[Assignment]
Which of the lines in the data below contain the string "value"? Copy each of them.

Data shown Start Marker

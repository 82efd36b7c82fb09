//! Block-letter banners printed above the content commands.
//!
//! Kept as line slices so renderers can measure and clip them without
//! re-splitting.

/// Banner printed above `cr -about`.
pub const ABOUT: &[&str] = &[
    " █████╗ ██████╗  ██████╗ ██╗   ██╗████████╗",
    "██╔══██╗██╔══██╗██╔═══██╗██║   ██║╚══██╔══╝",
    "███████║██████╔╝██║   ██║██║   ██║   ██║",
    "██╔══██║██╔══██╗██║   ██║██║   ██║   ██║",
    "██║  ██║██████╔╝╚██████╔╝╚██████╔╝   ██║",
    "╚═╝  ╚═╝╚═════╝  ╚═════╝  ╚═════╝    ╚═╝",
];

pub const SKILLS: &[&str] = &[
    "███████╗██╗  ██╗██╗██╗     ██╗     ███████╗",
    "██╔════╝██║ ██╔╝██║██║     ██║     ██╔════╝",
    "███████╗█████╔╝ ██║██║     ██║     ███████╗",
    "╚════██║██╔═██╗ ██║██║     ██║     ╚════██║",
    "███████║██║  ██╗██║███████╗███████╗███████║",
    "╚══════╝╚═╝  ╚═╝╚═╝╚══════╝╚══════╝╚══════╝",
];

pub const PROJECTS: &[&str] = &[
    "██████╗ ██████╗  ██████╗      ██╗███████╗ ██████╗████████╗███████╗",
    "██╔══██╗██╔══██╗██╔═══██╗     ██║██╔════╝██╔════╝╚══██╔══╝██╔════╝",
    "██████╔╝██████╔╝██║   ██║     ██║█████╗  ██║        ██║   ███████╗",
    "██╔═══╝ ██╔══██╗██║   ██║██   ██║██╔══╝  ██║        ██║   ╚════██║",
    "██║     ██║  ██║╚██████╔╝╚█████╔╝███████╗╚██████╗   ██║   ███████║",
    "╚═╝     ╚═╝  ╚═╝ ╚═════╝  ╚════╝ ╚══════╝ ╚═════╝   ╚═╝   ╚══════╝",
];

pub const CONTACT: &[&str] = &[
    " ██████╗ ██████╗ ███╗   ██╗████████╗ █████╗  ██████╗████████╗",
    "██╔════╝██╔═══██╗████╗  ██║╚══██╔══╝██╔══██╗██╔════╝╚══██╔══╝",
    "██║     ██║   ██║██╔██╗ ██║   ██║   ███████║██║        ██║",
    "██║     ██║   ██║██║╚██╗██║   ██║   ██╔══██║██║        ██║",
    "╚██████╗╚██████╔╝██║ ╚████║   ██║   ██║  ██║╚██████╗   ██║",
    " ╚═════╝ ╚═════╝ ╚═╝  ╚═══╝   ╚═╝   ╚═╝  ╚═╝ ╚═════╝   ╚═╝",
];

pub const CERTIFICATIONS: &[&str] = &[
    " ██████╗███████╗██████╗ ████████╗██╗███████╗██╗ ██████╗ ██████╗ ████████╗██╗ ██████╗ ███╗   ██╗███████╗",
    "██╔════╝██╔════╝██╔══██╗╚══██╔══╝██║██╔════╝██║██╔════╝██╔══██╗╚══██╔══╝██║██╔═══██╗████╗  ██║██╔════╝",
    "██║     █████╗  ██████╔╝   ██║   ██║█████╗  ██║██║     ██████╔╝   ██║   ██║██║   ██║██╔██╗ ██║███████╗",
    "██║     ██╔══╝  ██╔══██╗   ██║   ██║██╔══╝  ██║██║     ██╔══██╗   ██║   ██║██║   ██║██║╚██╗██║╚════██║",
    "╚██████╗███████╗██║  ██║   ██║   ██║██║     ██║╚██████╗██║  ██║   ██║   ██║╚██████╔╝██║ ╚████║███████║",
    " ╚═════╝╚══════╝╚═╝  ╚═╝   ╚═╝   ╚═╝╚═╝     ╚═╝ ╚═════╝╚═╝  ╚═╝   ╚═╝   ╚═╝ ╚═════╝ ╚═╝  ╚═══╝╚══════╝",
];

/// Two-line banner: "DFIR BY" over "CROM8O".
pub const CHALLENGES: &[&str] = &[
    "██████╗ ███████╗██╗██████╗     ██████╗ ██╗   ██╗",
    "██╔══██╗██╔════╝██║██╔══██╗    ██╔══██╗╚██╗ ██╔╝",
    "██║  ██║█████╗  ██║██████╔╝    ██████╔╝ ╚████╔╝",
    "██║  ██║██╔══╝  ██║██╔══██╗    ██╔══██╗  ╚██╔╝",
    "██████╔╝██║     ██║██║  ██║    ██████╔╝   ██║",
    "╚═════╝ ╚═╝     ╚═╝╚═╝  ╚═╝    ╚═════╝    ╚═╝",
    "██████╗██████╗  ██████╗ ███╗   ███╗ █████╗  ██████╗",
    "██╔════╝██╔══██╗██╔═══██╗████╗ ████║██╔══██╗██╔═══██╗",
    "██║     ██████╔╝██║   ██║██╔████╔██║╚█████╔╝██║   ██║",
    "██║     ██╔══██╗██║   ██║██║╚██╔╝██║██╔══██╗██║   ██║",
    "╚██████╗██║  ██║╚██████╔╝██║ ╚═╝ ██║╚█████╔╝╚██████╔╝",
    " ╚═════╝╚═╝  ╚═╝ ╚═════╝ ╚═╝     ╚═╝ ╚═════╝ ╚═════╝",
];

/// Joins a banner into a single block.
pub fn render(art: &[&str]) -> String {
    art.join("\n")
}
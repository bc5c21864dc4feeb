use std::sync::Arc;

use super::PhaseOrchestrator;
use super::steps::*;
use crate::collab::{DocumentKind, GenerationTask};
use crate::config::{Feature, PipelineSection};
use crate::pipeline::Step;
use crate::status::{Phase, Stage};

/// Technical planning: propose approaches, let a human choose one, then plan
/// it in detail.
pub struct TechPlanOrchestrator;

impl PhaseOrchestrator for TechPlanOrchestrator {
    fn phase(&self) -> Phase {
        Phase::TechnicalPlan
    }

    fn steps(&self, settings: &PipelineSection) -> Vec<Arc<dyn Step>> {
        let phase = self.phase();
        vec![
            Arc::new(SetStatus::new("mark_in_progress", phase, Stage::InProgress, settings)),
            Arc::new(RetrieveContext::new(phase, settings)),
            Arc::new(Generate::new(
                "propose_solutions",
                GenerationTask::SolutionOptions,
                &["retrieve_context"],
                &["options"],
                settings,
            )),
            Arc::new(ChooseSolution::new("propose_solutions", settings)),
            Arc::new(Generate::new(
                "write_plan",
                GenerationTask::TechnicalPlan,
                &["retrieve_context", "choose_solution"],
                &["document"],
                settings,
            )),
            Arc::new(Approval::new(
                "approve_plan",
                "write_plan",
                "technical plan",
                Feature::PlanApproval,
                settings,
            )),
            Arc::new(SaveDocument::new(
                "save_plan_doc",
                "write_plan",
                DocumentKind::TechnicalPlan,
                settings,
            )),
            Arc::new(ApplyLabels::new(phase, "write_plan", settings)),
            Arc::new(PostSummary::new("post_plan", "write_plan", "Technical plan ready", settings)),
            Arc::new(SetStatus::new("mark_ready", phase, Stage::Ready, settings)),
        ]
    }
}
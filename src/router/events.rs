//! Inbound tracker events, validated into a tagged type at the boundary.

use chrono::{DateTime, Utc};
use serde::Deserialize;
use sha2::{Digest, Sha256};

use crate::errors::RouteError;

#[derive(Debug, Clone, PartialEq)]
pub struct IssueEvent {
    pub item_id: String,
    pub identifier: String,
    pub status: String,
    pub parent_id: Option<String>,
    pub team_id: Option<String>,
    pub actor_id: Option<String>,
    pub title: Option<String>,
    pub description: Option<String>,
}

#[derive(Debug, Clone, PartialEq)]
pub struct CommentEvent {
    pub comment_id: String,
    pub item_id: String,
    pub parent_comment_id: Option<String>,
    pub body: String,
    pub author_id: String,
    pub created_at: DateTime<Utc>,
}

#[derive(Debug, Clone, PartialEq)]
pub enum TrackerEvent {
    IssueCreated(IssueEvent),
    IssueUpdated(IssueEvent),
    CommentCreated(CommentEvent),
    CommentUpdated(CommentEvent),
}

impl TrackerEvent {
    pub fn kind(&self) -> &'static str {
        match self {
            TrackerEvent::IssueCreated(_) => "issue-created",
            TrackerEvent::IssueUpdated(_) => "issue-updated",
            TrackerEvent::CommentCreated(_) => "comment-created",
            TrackerEvent::CommentUpdated(_) => "comment-updated",
        }
    }

    pub fn item_id(&self) -> &str {
        match self {
            TrackerEvent::IssueCreated(e) | TrackerEvent::IssueUpdated(e) => &e.item_id,
            TrackerEvent::CommentCreated(e) | TrackerEvent::CommentUpdated(e) => &e.item_id,
        }
    }
}

/// A validated event plus the key used to drop redeliveries.
#[derive(Debug, Clone, PartialEq)]
pub struct Envelope {
    pub delivery_key: Option<String>,
    pub event: TrackerEvent,
}

#[derive(Debug, Deserialize)]
#[serde(rename_all = "camelCase")]
struct RawEvent {
    event_type: Option<String>,
    action: Option<String>,
    delivery_id: Option<String>,
    item_id: Option<String>,
    identifier: Option<String>,
    status: Option<String>,
    parent_id: Option<String>,
    team_id: Option<String>,
    actor_id: Option<String>,
    title: Option<String>,
    description: Option<String>,
    comment_id: Option<String>,
    parent_comment_id: Option<String>,
    body: Option<String>,
    author_id: Option<String>,
    created_at: Option<String>,
}

fn required(value: Option<String>, field: &str) -> Result<String, RouteError> {
    value
        .filter(|v| !v.trim().is_empty())
        .ok_or_else(|| RouteError::Malformed(format!("missing field '{}'", field)))
}

fn non_empty(value: Option<String>) -> Option<String> {
    value.filter(|v| !v.trim().is_empty())
}

/// Parse and validate a raw webhook body.
///
/// Issue events are keyed by `deliveryId` when present; without one the
/// stored-status comparison already drops repeats. Comment events fall back
/// to a hash of the raw body, since a replayed reply must never be counted
/// twice.
pub fn parse_event(raw: &[u8]) -> Result<Envelope, RouteError> {
    let parsed: RawEvent =
        serde_json::from_slice(raw).map_err(|e| RouteError::Malformed(format!("invalid JSON: {}", e)))?;

    let event_type = required(parsed.event_type, "eventType")?.to_lowercase();
    let action = required(parsed.action, "action")?.to_lowercase();
    let delivery_id = non_empty(parsed.delivery_id).map(|id| format!("delivery:{}", id));

    match event_type.as_str() {
        "issue" => {
            let item_id = required(parsed.item_id, "itemId")?;
            let issue = IssueEvent {
                identifier: non_empty(parsed.identifier).unwrap_or_else(|| item_id.clone()),
                item_id,
                status: required(parsed.status, "status")?.trim().to_string(),
                parent_id: non_empty(parsed.parent_id),
                team_id: non_empty(parsed.team_id),
                actor_id: non_empty(parsed.actor_id),
                title: parsed.title,
                description: parsed.description,
            };
            let event = match action.as_str() {
                "create" => TrackerEvent::IssueCreated(issue),
                "update" => TrackerEvent::IssueUpdated(issue),
                other => return Err(RouteError::Malformed(format!("unknown issue action '{}'", other))),
            };
            Ok(Envelope {
                delivery_key: delivery_id,
                event,
            })
        }
        "comment" => {
            let created_at = required(parsed.created_at, "createdAt")?;
            let created_at = DateTime::parse_from_rfc3339(&created_at)
                .map_err(|e| RouteError::Malformed(format!("invalid createdAt '{}': {}", created_at, e)))?
                .with_timezone(&Utc);
            let comment = CommentEvent {
                comment_id: required(parsed.comment_id, "commentId")?,
                item_id: required(parsed.item_id, "itemId")?,
                parent_comment_id: non_empty(parsed.parent_comment_id),
                body: parsed
                    .body
                    .ok_or_else(|| RouteError::Malformed("missing field 'body'".to_string()))?,
                author_id: required(parsed.author_id, "authorId")?,
                created_at,
            };
            let event = match action.as_str() {
                "create" => TrackerEvent::CommentCreated(comment),
                "update" => TrackerEvent::CommentUpdated(comment),
                other => return Err(RouteError::Malformed(format!("unknown comment action '{}'", other))),
            };
            Ok(Envelope {
                delivery_key: delivery_id.or_else(|| Some(format!("body:{}", hex::encode(Sha256::digest(raw))))),
                event,
            })
        }
        other => Err(RouteError::Malformed(format!("unknown eventType '{}'", other))),
    }
}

Data shown End Marker

[Answer to the problem]
fn required(value: Option<String>, field: &str) -> Result<String, RouteError> {
    value
fn non_empty(value: Option<String>) -> Option<String> {
    value.filter(|v| !v.trim().is_empty())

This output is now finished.